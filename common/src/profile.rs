//! INI configuration file with a DEFAULT section and named profiles
//!
//! The file is looked up as `./rdspump.cfg` and `~/.rdspump.cfg`. Every file found is read in
//! that order and later files override earlier ones key by key. Keys are case-insensitive,
//! section names are not.

use crate::error::{Error, NotFound, Result};

pub const CONFIG_FILE_NAME: &str = "rdspump.cfg";
pub const HOME_CONFIG_FILE_NAME: &str = ".rdspump.cfg";
pub const DEFAULT_SECTION: &str = "DEFAULT";
/// Selector listing every profile name
pub const LIST_ALL: &str = "*";

// passwords may contain backslashes
fn parse_options() -> ini::ParseOption {
    ini::ParseOption {
        enabled_escape: false,
        ..Default::default()
    }
}

#[derive(Debug, Clone, Default, PartialEq, Eq)]
pub struct Section {
    name: String,
    entries: Vec<(String, String)>,
}

impl Section {
    pub fn new(name: &str) -> Self {
        Self {
            name: name.to_string(),
            entries: Vec::new(),
        }
    }

    pub fn name(&self) -> &str {
        &self.name
    }

    /// Value for `key`, empty values are reported as absent
    pub fn get(&self, key: &str) -> Option<&str> {
        let key = key.to_ascii_lowercase();
        self.entries
            .iter()
            .find(|(k, _)| *k == key)
            .map(|(_, v)| v.as_str())
            .filter(|v| !v.is_empty())
    }

    pub fn entries(&self) -> impl Iterator<Item = (&str, &str)> {
        self.entries.iter().map(|(k, v)| (k.as_str(), v.as_str()))
    }

    fn set(&mut self, key: &str, value: &str) {
        let key = key.trim().to_ascii_lowercase();
        let value = value.trim().to_string();
        match self.entries.iter_mut().find(|(k, _)| *k == key) {
            Some(entry) => entry.1 = value,
            None => self.entries.push((key, value)),
        }
    }
}

#[derive(Debug, Clone, Default)]
pub struct ConfigFile {
    defaults: Section,
    profiles: Vec<Section>,
    sources: Vec<std::path::PathBuf>,
}

impl ConfigFile {
    /// Default lookup order: working directory first, then the home directory
    pub fn search_paths() -> Vec<std::path::PathBuf> {
        let mut paths = vec![std::path::PathBuf::from(CONFIG_FILE_NAME)];
        if let Some(home) = dirs::home_dir() {
            paths.push(home.join(HOME_CONFIG_FILE_NAME));
        }
        paths
    }

    /// Loads `explicit` if given, otherwise every existing file from [`Self::search_paths`]
    pub fn load(explicit: Option<&std::path::Path>) -> Result<Self> {
        match explicit {
            Some(path) => {
                if !path.is_file() {
                    return Err(Error::config(format!("config file {path:?} not found")));
                }
                Self::load_from_paths(&[path.to_path_buf()])
            }
            None => Self::load_from_paths(&Self::search_paths()),
        }
    }

    pub fn load_from_paths(paths: &[std::path::PathBuf]) -> Result<Self> {
        let mut config = Self {
            defaults: Section::new(DEFAULT_SECTION),
            ..Default::default()
        };
        for path in paths.iter().filter(|path| path.is_file()) {
            tracing::debug!("reading config file {:?}", path);
            let ini = ini::Ini::load_from_file_opt(path, parse_options())
                .map_err(|error| Error::config(format!("failed parsing {path:?}: {error}")))?;
            config.merge(&ini);
            config.sources.push(path.clone());
        }
        if config.sources.is_empty() {
            return Err(Error::config(format!(
                "config file not found (looked for {})",
                paths
                    .iter()
                    .map(|p| format!("{p:?}"))
                    .collect::<Vec<_>>()
                    .join(", ")
            )));
        }
        Ok(config)
    }

    pub fn parse(text: &str) -> Result<Self> {
        let ini = ini::Ini::load_from_str_opt(text, parse_options())
            .map_err(|error| Error::config(format!("failed parsing config: {error}")))?;
        let mut config = Self {
            defaults: Section::new(DEFAULT_SECTION),
            ..Default::default()
        };
        config.merge(&ini);
        Ok(config)
    }

    fn merge(&mut self, ini: &ini::Ini) {
        for (name, properties) in ini.iter() {
            // keys outside of any section belong to DEFAULT
            let section = match name {
                None | Some(DEFAULT_SECTION) => &mut self.defaults,
                Some(name) => {
                    let idx = match self.profiles.iter().position(|s| s.name == name) {
                        Some(idx) => idx,
                        None => {
                            self.profiles.push(Section::new(name));
                            self.profiles.len() - 1
                        }
                    };
                    &mut self.profiles[idx]
                }
            };
            for (key, value) in properties.iter() {
                section.set(key, value);
            }
        }
    }

    pub fn defaults(&self) -> &Section {
        &self.defaults
    }

    pub fn profile(&self, name: &str) -> Option<&Section> {
        self.profiles.iter().find(|s| s.name == name)
    }

    pub fn profile_names(&self) -> impl Iterator<Item = &str> {
        self.profiles.iter().map(|s| s.name.as_str())
    }

    pub fn sources(&self) -> &[std::path::PathBuf] {
        &self.sources
    }

    /// Prints profile names (`None` or `*`) or the `key: value` pairs of one profile
    pub fn list(&self, selector: Option<&str>, out: &mut impl std::io::Write) -> Result<()> {
        let write_err = |error| Error::io("<stdout>", error);
        match selector {
            None | Some(LIST_ALL) => {
                for name in self.profile_names() {
                    writeln!(out, "{name}").map_err(write_err)?;
                }
            }
            Some(name) => {
                let section = self
                    .profile(name)
                    .ok_or_else(|| Error::NotFound(NotFound::Profile(name.to_string())))?;
                for (key, value) in section.entries() {
                    writeln!(out, "{key}: {value}").map_err(write_err)?;
                }
            }
        }
        Ok(())
    }
}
* * *
→ BRIEF:
Print the records once more, exactly as written.

→ EXERCISE RESPONSE:
filename common/src/profile.rs
//! INI configuration file with a DEFAULT section and named profiles
//!
//! The file is looked up as `./rdspump.cfg` and `~/.rdspump.cfg`. Every file found is read in
//! that order and later files override earlier ones key by key. Keys are case-insensitive,
//! section names are not.

use crate::error::{Error, NotFound, Result};

pub const CONFIG_FILE_NAME: &str = "rdspump.cfg";
pub const HOME_CONFIG_FILE_NAME: &str = ".rdspump.cfg";
pub const DEFAULT_SECTION: &str = "DEFAULT";
/// Selector listing every profile name
pub const LIST_ALL: &str = "*";

// passwords may contain backslashes
fn parse_options() -> ini::ParseOption {
    ini::ParseOption {
        enabled_escape: false,
        ..Default::default()
    }
}

#[derive(Debug, Clone, Default, PartialEq, Eq)]
pub struct Section {
    name: String,
    entries: Vec<(String, String)>,
}

impl Section {
    pub fn new(name: &str) -> Self {
        Self {
            name: name.to_string(),
            entries: Vec::new(),
        }
    }

    pub fn name(&self) -> &str {
        &self.name
    }

    /// Value for `key`, empty values are reported as absent
    pub fn get(&self, key: &str) -> Option<&str> {
        let key = key.to_ascii_lowercase();
        self.entries
            .iter()
            .find(|(k, _)| *k == key)
            .map(|(_, v)| v.as_str())
            .filter(|v| !v.is_empty())
    }

    pub fn entries(&self) -> impl Iterator<Item = (&str, &str)> {
        self.entries.iter().map(|(k, v)| (k.as_str(), v.as_str()))
    }

    fn set(&mut self, key: &str, value: &str) {
        let key = key.trim().to_ascii_lowercase();
        let value = value.trim().to_string();
        match self.entries.iter_mut().find(|(k, _)| *k == key) {
            Some(entry) => entry.1 = value,
            None => self.entries.push((key, value)),
        }
    }
}

#[derive(Debug, Clone, Default)]
pub struct ConfigFile {
    defaults: Section,
    profiles: Vec<Section>,
    sources: Vec<std::path::PathBuf>,
}

impl ConfigFile {
    /// Default lookup order: working directory first, then the home directory
    pub fn search_paths() -> Vec<std::path::PathBuf> {
        let mut paths = vec![std::path::PathBuf::from(CONFIG_FILE_NAME)];
        if let Some(home) = dirs::home_dir() {
            paths.push(home.join(HOME_CONFIG_FILE_NAME));
        }
        paths
    }

    /// Loads `explicit` if given, otherwise every existing file from [`Self::search_paths`]
    pub fn load(explicit: Option<&std::path::Path>) -> Result<Self> {
        match explicit {
            Some(path) => {
                if !path.is_file() {
                    return Err(Error::config(format!("config file {path:?} not found")));
                }
                Self::load_from_paths(&[path.to_path_buf()])
            }
            None => Self::load_from_paths(&Self::search_paths()),
        }
    }

    pub fn load_from_paths(paths: &[std::path::PathBuf]) -> Result<Self> {
        let mut config = Self {
            defaults: Section::new(DEFAULT_SECTION),
            ..Default::default()
        };
        for path in paths.iter().filter(|path| path.is_file()) {
            tracing::debug!("reading config file {:?}", path);
            let ini = ini::Ini::load_from_file_opt(path, parse_options())
                .map_err(|error| Error::config(format!("failed parsing {path:?}: {error}")))?;
            config.merge(&ini);
            config.sources.push(path.clone());
        }
        if config.sources.is_empty() {
            return Err(Error::config(format!(
                "config file not found (looked for {})",
                paths
                    .iter()
                    .map(|p| format!("{p:?}"))
                    .collect::<Vec<_>>()
                    .join(", ")
            )));
        }
        Ok(config)
    }

    pub fn parse(text: &str) -> Result<Self> {
        let ini = ini::Ini::load_from_str_opt(text, parse_options())
            .map_err(|error| Error::config(format!("failed parsing config: {error}")))?;
        let mut config = Self {
            defaults: Section::new(DEFAULT_SECTION),
            ..Default::default()
        };
        config.merge(&ini);
        Ok(config)
    }

    fn merge(&mut self, ini: &ini::Ini) {
        for (name, properties) in ini.iter() {
            // keys outside of any section belong to DEFAULT
            let section = match name {
                None | Some(DEFAULT_SECTION) => &mut self.defaults,
                Some(name) => {
                    let idx = match self.profiles.iter().position(|s| s.name == name) {
                        Some(idx) => idx,
                        None => {
                            self.profiles.push(Section::new(name));
                            self.profiles.len() - 1
                        }
                    };
                    &mut self.profiles[idx]
                }
            };
            for (key, value) in properties.iter() {
                section.set(key, value);
            }
        }
    }

    pub fn defaults(&self) -> &Section {
        &self.defaults
    }

    pub fn profile(&self, name: &str) -> Option<&Section> {
        self.profiles.iter().find(|s| s.name == name)
    }

    pub fn profile_names(&self) -> impl Iterator<Item = &str> {
        self.profiles.iter().map(|s| s.name.as_str())
    }

    pub fn sources(&self) -> &[std::path::PathBuf] {
        &self.sources
    }

    /// Prints profile names (`None` or `*`) or the `key: value` pairs of one profile
    pub fn list(&self, selector: Option<&str>, out: &mut impl std::io::Write) -> Result<()> {
        let write_err = |error| Error::io("<stdout>", error);
        match selector {
            None | Some(LIST_ALL) => {
                for name in self.profile_names() {
                    writeln!(out, "{name}").map_err(write_err)?;
                }
            }
            Some(name) => {
                let section = self
                    .profile(name)
                    .ok_or_else(|| Error::NotFound(NotFound::Profile(name.to_string())))?;
                for (key, value) in section.entries() {
                    writeln!(out, "{key}: {value}").map_err(write_err)?;
                }
            }
        }
        Ok(())
    }
}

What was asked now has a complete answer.